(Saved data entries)
◆ ◆ ◆ ◆ ◆ ◆ ◆

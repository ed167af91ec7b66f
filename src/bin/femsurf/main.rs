//! femsurf CLI - surface extraction diagnostics.
//!
//! Usage: femsurf <COMMAND> [OPTIONS]
//!
//! Run `femsurf --help` for available commands.

use std::io::Write;
use std::sync::atomic::{AtomicUsize, Ordering};
use std::sync::Arc;
use std::time::Instant;

use clap::{Parser, Subcommand, ValueEnum};
use env_logger::Env;
use log::info;

use femsurf::mesh::{structured_block, BlockKind, FemMesh};
use femsurf::progress::Progress;
use femsurf::surface::{rebuild_with_progress, DedupStrategy, SurfaceMesh, SurfaceOptions};

#[derive(Parser)]
#[command(name = "femsurf")]
#[command(author, version, about = "FE mesh surface extraction CLI", long_about = None)]
struct Cli {
    #[command(subcommand)]
    command: Commands,
}

#[derive(Subcommand)]
enum Commands {
    /// Extract the surface of a structured block of elements
    Block {
        /// Element type
        #[arg(short, long, value_enum, default_value = "hex8")]
        kind: Kind,

        /// Number of cells along each axis
        #[arg(short, long, default_value = "10")]
        cells: usize,

        /// Keep faces shared by two elements
        #[arg(long)]
        show_inner: bool,

        /// Compare all face pairs instead of bucketing by signature
        #[arg(long)]
        pairwise: bool,

        /// Use single-threaded execution (for benchmarking)
        #[arg(long)]
        sequential: bool,
    },
}

#[derive(Copy, Clone, PartialEq, Eq, ValueEnum)]
enum Kind {
    /// 8-node hexahedra
    Hex8,
    /// 4-node tetrahedra, six per cell
    Tet4,
    /// 10-node tetrahedra, six per cell
    Tet10,
}

impl From<Kind> for BlockKind {
    fn from(kind: Kind) -> Self {
        match kind {
            Kind::Hex8 => BlockKind::Hexahedra,
            Kind::Tet4 => BlockKind::Tetrahedra,
            Kind::Tet10 => BlockKind::QuadraticTetrahedra,
        }
    }
}

fn main() {
    env_logger::Builder::from_env(Env::default().default_filter_or("info")).init();

    let cli = Cli::parse();

    if let Err(e) = run(cli) {
        eprintln!("Error: {}", e);
        std::process::exit(1);
    }
}

fn run(cli: Cli) -> Result<(), Box<dyn std::error::Error>> {
    match cli.command {
        Commands::Block {
            kind,
            cells,
            show_inner,
            pairwise,
            sequential,
        } => {
            cmd_block(kind, cells, show_inner, pairwise, sequential)?;
        }
    }

    Ok(())
}

/// Create a progress reporter that displays a progress bar on the terminal.
fn create_progress() -> Progress {
    let max_percent = Arc::new(AtomicUsize::new(0));

    Progress::new(move |current, total, message| {
        if total == 0 {
            return;
        }

        let raw_percent = if current >= total {
            100
        } else {
            ((current * 100) + (total / 2)) / total
        };

        // Monotonic: never redraw a smaller value
        let percent = max_percent.fetch_max(raw_percent, Ordering::Relaxed).max(raw_percent);

        let bar_width = 30;
        let filled = (percent * bar_width) / 100;
        let bar = "=".repeat(filled);
        let space = " ".repeat(bar_width - filled);

        // Pad so a shorter message overwrites a longer one
        eprint!("\r[{}{}] {:3}% {:<28}", bar, space, percent, message);
        let _ = std::io::stderr().flush();

        if current >= total {
            eprintln!();
        }
    })
}

fn cmd_block(
    kind: Kind,
    cells: usize,
    show_inner: bool,
    pairwise: bool,
    sequential: bool,
) -> Result<(), Box<dyn std::error::Error>> {
    let start = Instant::now();
    let mesh: FemMesh = structured_block(kind.into(), cells, cells, cells)?;
    info!("generated block in {:.2?}", start.elapsed());

    println!(
        "Mesh: {} nodes, {} volume elements",
        mesh.num_nodes(),
        mesh.num_volumes()
    );

    let options = SurfaceOptions::default()
        .with_show_inner(show_inner)
        .with_dedup(if pairwise {
            DedupStrategy::Pairwise
        } else {
            DedupStrategy::Bucketed
        })
        .with_parallel(!sequential);

    let mode = if sequential { "sequential" } else { "parallel" };
    let dedup = if pairwise { "pairwise" } else { "bucketed" };
    println!("Extracting surface ({}, {})...", dedup, mode);

    let progress = create_progress();
    let mut surface: SurfaceMesh = SurfaceMesh::new();
    let start = Instant::now();
    let outcome = rebuild_with_progress(&mesh, &options, &mut surface, &progress)?;
    let elapsed = start.elapsed();

    match outcome.stats() {
        Some(stats) => {
            println!("Faces: {} ({} hidden)", stats.faces, stats.hidden_faces);
            println!("Vertices: {}", stats.vertices);
            println!("Triangles: {}", stats.triangles);
            println!("Indices: {}", surface.num_indices());
        }
        None => println!("Mesh is empty, nothing extracted"),
    }

    if let Some((min, max)) = surface.bounding_box() {
        println!(
            "Bounding box: ({:.3}, {:.3}, {:.3}) to ({:.3}, {:.3}, {:.3})",
            min.x, min.y, min.z, max.x, max.y, max.z
        );
    }
    if !surface.is_valid() {
        return Err("extracted index stream is malformed".into());
    }
    println!("Elapsed: {:.2?}", elapsed);

    Ok(())
}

◆ ◆ ◆ ◆ ◆ ◆ ◆

Every record must appear in the answer exactly as written.

repository ed167af91ec7b66f
filename src/bin/femsurf/main.rs
//! femsurf CLI - surface extraction diagnostics.
//!
//! Usage: femsurf <COMMAND> [OPTIONS]
//!
//! Run `femsurf --help` for available commands.

use std::io::Write;
use std::sync::atomic::{AtomicUsize, Ordering};
use std::sync::Arc;
use std::time::Instant;

use clap::{Parser, Subcommand, ValueEnum};
use env_logger::Env;
use log::info;

use femsurf::mesh::{structured_block, BlockKind, FemMesh};
use femsurf::progress::Progress;
use femsurf::surface::{rebuild_with_progress, DedupStrategy, SurfaceMesh, SurfaceOptions};

#[derive(Parser)]
#[command(name = "femsurf")]
#[command(author, version, about = "FE mesh surface extraction CLI", long_about = None)]
struct Cli {
    #[command(subcommand)]
    command: Commands,
}

#[derive(Subcommand)]
enum Commands {
    /// Extract the surface of a structured block of elements
    Block {
        /// Element type
        #[arg(short, long, value_enum, default_value = "hex8")]
        kind: Kind,

        /// Number of cells along each axis
        #[arg(short, long, default_value = "10")]
        cells: usize,

        /// Keep faces shared by two elements
        #[arg(long)]
        show_inner: bool,

        /// Compare all face pairs instead of bucketing by signature
        #[arg(long)]
        pairwise: bool,

        /// Use single-threaded execution (for benchmarking)
        #[arg(long)]
        sequential: bool,
    },
}

#[derive(Copy, Clone, PartialEq, Eq, ValueEnum)]
enum Kind {
    /// 8-node hexahedra
    Hex8,
    /// 4-node tetrahedra, six per cell
    Tet4,
    /// 10-node tetrahedra, six per cell
    Tet10,
}

impl From<Kind> for BlockKind {
    fn from(kind: Kind) -> Self {
        match kind {
            Kind::Hex8 => BlockKind::Hexahedra,
            Kind::Tet4 => BlockKind::Tetrahedra,
            Kind::Tet10 => BlockKind::QuadraticTetrahedra,
        }
    }
}

fn main() {
    env_logger::Builder::from_env(Env::default().default_filter_or("info")).init();

    let cli = Cli::parse();

    if let Err(e) = run(cli) {
        eprintln!("Error: {}", e);
        std::process::exit(1);
    }
}

fn run(cli: Cli) -> Result<(), Box<dyn std::error::Error>> {
    match cli.command {
        Commands::Block {
            kind,
            cells,
            show_inner,
            pairwise,
            sequential,
        } => {
            cmd_block(kind, cells, show_inner, pairwise, sequential)?;
        }
    }

    Ok(())
}

/// Create a progress reporter that displays a progress bar on the terminal.
fn create_progress() -> Progress {
    let max_percent = Arc::new(AtomicUsize::new(0));

    Progress::new(move |current, total, message| {
        if total == 0 {
            return;
        }

        let raw_percent = if current >= total {
            100
        } else {
            ((current * 100) + (total / 2)) / total
        };

        // Monotonic: never redraw a smaller value
        let percent = max_percent.fetch_max(raw_percent, Ordering::Relaxed).max(raw_percent);

        let bar_width = 30;
        let filled = (percent * bar_width) / 100;
        let bar = "=".repeat(filled);
        let space = " ".repeat(bar_width - filled);

        // Pad so a shorter message overwrites a longer one
        eprint!("\r[{}{}] {:3}% {:<28}", bar, space, percent, message);
        let _ = std::io::stderr().flush();

        if current >= total {
            eprintln!();
        }
    })
}

fn cmd_block(
    kind: Kind,
    cells: usize,
    show_inner: bool,
    pairwise: bool,
    sequential: bool,
) -> Result<(), Box<dyn std::error::Error>> {
    let start = Instant::now();
    let mesh: FemMesh = structured_block(kind.into(), cells, cells, cells)?;
    info!("generated block in {:.2?}", start.elapsed());

    println!(
        "Mesh: {} nodes, {} volume elements",
        mesh.num_nodes(),
        mesh.num_volumes()
    );

    let options = SurfaceOptions::default()
        .with_show_inner(show_inner)
        .with_dedup(if pairwise {
            DedupStrategy::Pairwise
        } else {
            DedupStrategy::Bucketed
        })
        .with_parallel(!sequential);

    let mode = if sequential { "sequential" } else { "parallel" };
    let dedup = if pairwise { "pairwise" } else { "bucketed" };
    println!("Extracting surface ({}, {})...", dedup, mode);

    let progress = create_progress();
    let mut surface: SurfaceMesh = SurfaceMesh::new();
    let start = Instant::now();
    let outcome = rebuild_with_progress(&mesh, &options, &mut surface, &progress)?;
    let elapsed = start.elapsed();

    match outcome.stats() {
        Some(stats) => {
            println!("Faces: {} ({} hidden)", stats.faces, stats.hidden_faces);
            println!("Vertices: {}", stats.vertices);
            println!("Triangles: {}", stats.triangles);
            println!("Indices: {}", surface.num_indices());
        }
        None => println!("Mesh is empty, nothing extracted"),
    }

    if let Some((min, max)) = surface.bounding_box() {
        println!(
            "Bounding box: ({:.3}, {:.3}, {:.3}) to ({:.3}, {:.3}, {:.3})",
            min.x, min.y, min.z, max.x, max.y, max.z
        );
    }
    if !surface.is_valid() {
        return Err("extracted index stream is malformed".into());
    }
    println!("Elapsed: {:.2?}", elapsed);

    Ok(())
}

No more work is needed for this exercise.